Problem description: The answer must consist of every line in the records below that contains the string "setup".

Data extracted from a collection:
....................
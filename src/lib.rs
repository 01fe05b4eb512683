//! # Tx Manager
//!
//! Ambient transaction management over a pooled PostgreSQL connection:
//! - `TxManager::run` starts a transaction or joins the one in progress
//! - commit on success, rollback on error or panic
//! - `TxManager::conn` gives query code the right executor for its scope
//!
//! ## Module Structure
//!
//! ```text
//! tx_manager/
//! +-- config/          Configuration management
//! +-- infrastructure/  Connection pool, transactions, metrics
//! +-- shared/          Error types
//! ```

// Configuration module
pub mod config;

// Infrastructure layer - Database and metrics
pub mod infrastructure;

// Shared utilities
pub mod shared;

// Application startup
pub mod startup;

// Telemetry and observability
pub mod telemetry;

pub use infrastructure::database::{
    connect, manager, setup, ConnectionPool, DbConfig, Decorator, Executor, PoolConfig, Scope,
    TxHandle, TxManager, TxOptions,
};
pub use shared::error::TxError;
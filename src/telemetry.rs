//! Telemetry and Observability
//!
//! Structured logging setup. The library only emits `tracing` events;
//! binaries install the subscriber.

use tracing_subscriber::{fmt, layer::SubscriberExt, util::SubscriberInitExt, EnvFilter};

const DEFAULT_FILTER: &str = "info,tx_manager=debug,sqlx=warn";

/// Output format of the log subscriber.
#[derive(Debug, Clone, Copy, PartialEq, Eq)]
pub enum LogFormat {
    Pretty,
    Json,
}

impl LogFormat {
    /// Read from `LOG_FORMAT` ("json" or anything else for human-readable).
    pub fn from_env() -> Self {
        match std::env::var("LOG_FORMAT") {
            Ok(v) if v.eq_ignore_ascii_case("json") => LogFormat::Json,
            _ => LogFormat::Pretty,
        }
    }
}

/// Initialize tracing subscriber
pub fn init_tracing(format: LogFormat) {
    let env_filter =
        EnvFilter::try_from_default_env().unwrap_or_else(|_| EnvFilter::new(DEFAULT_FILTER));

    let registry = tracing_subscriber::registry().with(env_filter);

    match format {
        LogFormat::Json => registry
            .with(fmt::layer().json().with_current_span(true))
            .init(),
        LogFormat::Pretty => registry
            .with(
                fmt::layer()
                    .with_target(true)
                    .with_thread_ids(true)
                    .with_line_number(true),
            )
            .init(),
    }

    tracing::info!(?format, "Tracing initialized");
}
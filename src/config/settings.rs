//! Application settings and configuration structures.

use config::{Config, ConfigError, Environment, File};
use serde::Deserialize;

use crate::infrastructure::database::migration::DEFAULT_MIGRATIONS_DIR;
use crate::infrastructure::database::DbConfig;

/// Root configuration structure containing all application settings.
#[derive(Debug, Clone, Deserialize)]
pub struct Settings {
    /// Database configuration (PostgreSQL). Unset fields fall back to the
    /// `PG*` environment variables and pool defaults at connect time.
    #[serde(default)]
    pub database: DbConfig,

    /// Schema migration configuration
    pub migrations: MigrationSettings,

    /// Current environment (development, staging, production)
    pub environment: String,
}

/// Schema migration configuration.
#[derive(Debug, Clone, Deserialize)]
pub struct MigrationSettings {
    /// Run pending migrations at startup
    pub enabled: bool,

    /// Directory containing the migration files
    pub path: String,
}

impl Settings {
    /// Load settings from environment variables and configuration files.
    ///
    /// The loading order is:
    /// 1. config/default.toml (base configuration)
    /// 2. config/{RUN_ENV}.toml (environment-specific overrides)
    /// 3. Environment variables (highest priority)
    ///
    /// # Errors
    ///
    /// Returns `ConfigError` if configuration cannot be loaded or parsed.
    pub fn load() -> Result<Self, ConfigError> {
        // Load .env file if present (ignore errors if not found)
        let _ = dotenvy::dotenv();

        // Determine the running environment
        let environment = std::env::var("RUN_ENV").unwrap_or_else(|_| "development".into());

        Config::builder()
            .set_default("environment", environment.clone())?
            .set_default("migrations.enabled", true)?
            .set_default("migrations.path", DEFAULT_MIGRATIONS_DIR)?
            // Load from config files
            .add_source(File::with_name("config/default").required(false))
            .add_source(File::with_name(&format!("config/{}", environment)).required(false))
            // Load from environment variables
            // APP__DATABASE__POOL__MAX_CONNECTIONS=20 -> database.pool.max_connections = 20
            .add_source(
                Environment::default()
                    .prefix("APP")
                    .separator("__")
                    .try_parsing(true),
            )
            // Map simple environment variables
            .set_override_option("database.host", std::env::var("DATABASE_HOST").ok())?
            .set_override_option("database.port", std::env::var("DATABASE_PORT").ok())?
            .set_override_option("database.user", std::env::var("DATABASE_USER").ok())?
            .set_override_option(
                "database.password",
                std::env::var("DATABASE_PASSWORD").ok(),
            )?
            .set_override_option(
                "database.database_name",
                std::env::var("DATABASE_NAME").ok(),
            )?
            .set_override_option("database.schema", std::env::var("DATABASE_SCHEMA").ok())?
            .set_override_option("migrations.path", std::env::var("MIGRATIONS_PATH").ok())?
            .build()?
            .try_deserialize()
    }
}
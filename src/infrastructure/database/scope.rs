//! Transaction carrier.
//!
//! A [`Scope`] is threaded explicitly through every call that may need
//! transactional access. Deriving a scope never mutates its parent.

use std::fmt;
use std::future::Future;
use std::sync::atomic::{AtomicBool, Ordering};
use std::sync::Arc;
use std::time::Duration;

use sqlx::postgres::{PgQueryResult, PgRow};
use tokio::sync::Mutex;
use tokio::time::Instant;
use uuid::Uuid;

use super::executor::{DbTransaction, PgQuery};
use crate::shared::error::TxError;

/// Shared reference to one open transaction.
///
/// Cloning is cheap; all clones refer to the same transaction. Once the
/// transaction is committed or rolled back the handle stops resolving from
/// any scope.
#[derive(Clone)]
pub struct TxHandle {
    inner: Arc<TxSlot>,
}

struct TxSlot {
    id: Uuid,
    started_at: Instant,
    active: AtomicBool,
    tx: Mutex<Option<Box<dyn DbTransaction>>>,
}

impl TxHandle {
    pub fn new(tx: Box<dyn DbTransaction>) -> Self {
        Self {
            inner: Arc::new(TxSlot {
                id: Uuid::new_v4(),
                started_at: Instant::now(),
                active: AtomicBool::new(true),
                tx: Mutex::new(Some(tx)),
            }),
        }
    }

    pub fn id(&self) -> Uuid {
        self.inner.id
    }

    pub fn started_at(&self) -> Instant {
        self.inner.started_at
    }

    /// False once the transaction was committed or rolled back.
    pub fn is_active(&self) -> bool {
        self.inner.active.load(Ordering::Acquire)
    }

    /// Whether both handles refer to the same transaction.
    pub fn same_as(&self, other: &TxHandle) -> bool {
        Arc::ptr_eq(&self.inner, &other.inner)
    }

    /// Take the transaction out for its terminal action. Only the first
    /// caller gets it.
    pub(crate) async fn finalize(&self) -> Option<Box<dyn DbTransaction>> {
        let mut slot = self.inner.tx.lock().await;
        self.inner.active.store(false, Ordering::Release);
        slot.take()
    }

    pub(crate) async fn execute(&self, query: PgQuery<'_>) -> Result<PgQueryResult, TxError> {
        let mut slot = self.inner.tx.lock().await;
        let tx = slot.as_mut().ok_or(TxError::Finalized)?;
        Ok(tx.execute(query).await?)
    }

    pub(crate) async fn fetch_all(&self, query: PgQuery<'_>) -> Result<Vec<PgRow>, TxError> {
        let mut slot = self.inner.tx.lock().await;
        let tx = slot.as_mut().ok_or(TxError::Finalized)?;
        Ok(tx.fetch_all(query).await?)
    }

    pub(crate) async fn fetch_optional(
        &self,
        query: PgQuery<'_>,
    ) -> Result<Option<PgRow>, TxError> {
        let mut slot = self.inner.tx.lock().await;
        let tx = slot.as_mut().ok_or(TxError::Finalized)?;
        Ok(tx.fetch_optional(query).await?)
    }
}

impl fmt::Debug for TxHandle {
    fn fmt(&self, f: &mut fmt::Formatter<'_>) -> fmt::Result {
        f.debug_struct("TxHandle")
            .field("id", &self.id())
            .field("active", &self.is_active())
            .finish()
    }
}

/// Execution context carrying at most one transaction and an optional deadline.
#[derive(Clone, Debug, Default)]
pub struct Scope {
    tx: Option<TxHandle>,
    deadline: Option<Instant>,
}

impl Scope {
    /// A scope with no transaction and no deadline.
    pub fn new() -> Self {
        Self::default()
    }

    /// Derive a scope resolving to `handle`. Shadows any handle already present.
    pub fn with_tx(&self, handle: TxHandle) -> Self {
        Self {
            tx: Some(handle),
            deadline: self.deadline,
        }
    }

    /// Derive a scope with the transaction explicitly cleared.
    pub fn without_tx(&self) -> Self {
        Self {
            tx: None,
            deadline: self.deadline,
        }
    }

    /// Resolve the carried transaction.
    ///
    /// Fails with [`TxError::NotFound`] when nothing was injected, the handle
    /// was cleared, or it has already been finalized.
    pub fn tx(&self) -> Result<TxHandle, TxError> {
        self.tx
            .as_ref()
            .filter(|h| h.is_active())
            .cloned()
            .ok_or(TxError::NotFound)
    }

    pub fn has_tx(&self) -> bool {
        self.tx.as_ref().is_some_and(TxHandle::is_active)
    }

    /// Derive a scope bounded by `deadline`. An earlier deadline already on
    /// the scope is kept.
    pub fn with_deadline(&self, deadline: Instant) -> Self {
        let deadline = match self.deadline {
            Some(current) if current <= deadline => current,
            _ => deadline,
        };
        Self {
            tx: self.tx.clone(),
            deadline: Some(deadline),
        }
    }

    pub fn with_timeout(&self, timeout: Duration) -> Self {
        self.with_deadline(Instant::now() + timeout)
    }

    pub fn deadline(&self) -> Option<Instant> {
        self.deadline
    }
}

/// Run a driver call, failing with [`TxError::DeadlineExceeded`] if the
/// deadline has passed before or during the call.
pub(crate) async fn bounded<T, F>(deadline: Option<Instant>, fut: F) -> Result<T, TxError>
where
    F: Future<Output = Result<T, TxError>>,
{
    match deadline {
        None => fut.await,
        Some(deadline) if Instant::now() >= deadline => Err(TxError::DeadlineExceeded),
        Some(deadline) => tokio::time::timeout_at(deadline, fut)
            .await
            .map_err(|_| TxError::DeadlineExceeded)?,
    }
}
....................
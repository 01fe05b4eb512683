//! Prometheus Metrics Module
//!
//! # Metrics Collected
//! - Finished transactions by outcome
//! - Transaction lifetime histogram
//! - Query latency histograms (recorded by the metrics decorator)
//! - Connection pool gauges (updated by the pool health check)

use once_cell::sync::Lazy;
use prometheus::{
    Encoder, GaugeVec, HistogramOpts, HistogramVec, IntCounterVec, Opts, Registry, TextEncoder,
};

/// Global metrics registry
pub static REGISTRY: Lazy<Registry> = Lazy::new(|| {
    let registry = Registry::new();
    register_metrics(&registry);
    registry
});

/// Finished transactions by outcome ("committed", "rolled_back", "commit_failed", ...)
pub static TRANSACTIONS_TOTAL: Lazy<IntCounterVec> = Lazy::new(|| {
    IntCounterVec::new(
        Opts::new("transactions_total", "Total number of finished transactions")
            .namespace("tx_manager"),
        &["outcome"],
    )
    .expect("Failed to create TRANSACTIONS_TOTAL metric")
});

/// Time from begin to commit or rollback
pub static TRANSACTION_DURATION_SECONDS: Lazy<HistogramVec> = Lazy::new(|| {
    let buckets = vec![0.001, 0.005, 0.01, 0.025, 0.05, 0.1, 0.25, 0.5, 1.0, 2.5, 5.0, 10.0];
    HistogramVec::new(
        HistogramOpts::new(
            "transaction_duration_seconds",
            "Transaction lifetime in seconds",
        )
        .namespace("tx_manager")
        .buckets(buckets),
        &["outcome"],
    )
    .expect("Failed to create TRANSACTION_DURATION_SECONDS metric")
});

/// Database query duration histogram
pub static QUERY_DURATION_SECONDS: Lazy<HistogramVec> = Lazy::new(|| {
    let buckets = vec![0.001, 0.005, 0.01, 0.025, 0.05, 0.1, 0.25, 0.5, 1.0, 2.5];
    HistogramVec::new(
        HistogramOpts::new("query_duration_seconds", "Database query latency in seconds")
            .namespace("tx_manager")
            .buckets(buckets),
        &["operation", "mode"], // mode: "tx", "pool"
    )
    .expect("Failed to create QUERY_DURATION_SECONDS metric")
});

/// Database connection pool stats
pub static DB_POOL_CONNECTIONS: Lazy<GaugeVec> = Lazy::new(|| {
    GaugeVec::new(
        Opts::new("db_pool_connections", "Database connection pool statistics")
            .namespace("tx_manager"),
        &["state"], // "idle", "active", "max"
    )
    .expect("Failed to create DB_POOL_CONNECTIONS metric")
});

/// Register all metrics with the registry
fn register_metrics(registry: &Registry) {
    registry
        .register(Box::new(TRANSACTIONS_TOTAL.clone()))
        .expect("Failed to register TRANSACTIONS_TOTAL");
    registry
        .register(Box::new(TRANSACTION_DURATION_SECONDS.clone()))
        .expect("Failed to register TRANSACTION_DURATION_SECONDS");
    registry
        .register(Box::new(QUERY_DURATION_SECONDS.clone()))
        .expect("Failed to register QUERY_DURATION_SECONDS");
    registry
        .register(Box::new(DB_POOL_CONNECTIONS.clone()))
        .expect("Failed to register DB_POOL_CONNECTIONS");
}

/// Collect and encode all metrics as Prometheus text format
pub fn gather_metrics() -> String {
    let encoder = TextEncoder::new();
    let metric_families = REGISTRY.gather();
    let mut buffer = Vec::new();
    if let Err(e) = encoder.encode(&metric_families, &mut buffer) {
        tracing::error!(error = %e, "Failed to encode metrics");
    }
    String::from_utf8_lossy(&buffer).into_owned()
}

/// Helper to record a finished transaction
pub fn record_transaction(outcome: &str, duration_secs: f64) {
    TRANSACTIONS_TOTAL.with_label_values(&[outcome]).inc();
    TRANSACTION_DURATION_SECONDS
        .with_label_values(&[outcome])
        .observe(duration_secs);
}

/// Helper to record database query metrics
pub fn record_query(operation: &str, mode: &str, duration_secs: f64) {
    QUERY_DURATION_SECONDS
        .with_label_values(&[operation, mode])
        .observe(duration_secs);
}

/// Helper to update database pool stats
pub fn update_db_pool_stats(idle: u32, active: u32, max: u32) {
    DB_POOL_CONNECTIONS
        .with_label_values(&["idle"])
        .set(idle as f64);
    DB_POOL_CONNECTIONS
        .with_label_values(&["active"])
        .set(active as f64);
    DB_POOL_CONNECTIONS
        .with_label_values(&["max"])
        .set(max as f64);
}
....................
Response for this exercise:
    connect, manager, setup, ConnectionPool, DbConfig, Decorator, Executor, PoolConfig, Scope,
//! Structured logging setup. The library only emits `tracing` events;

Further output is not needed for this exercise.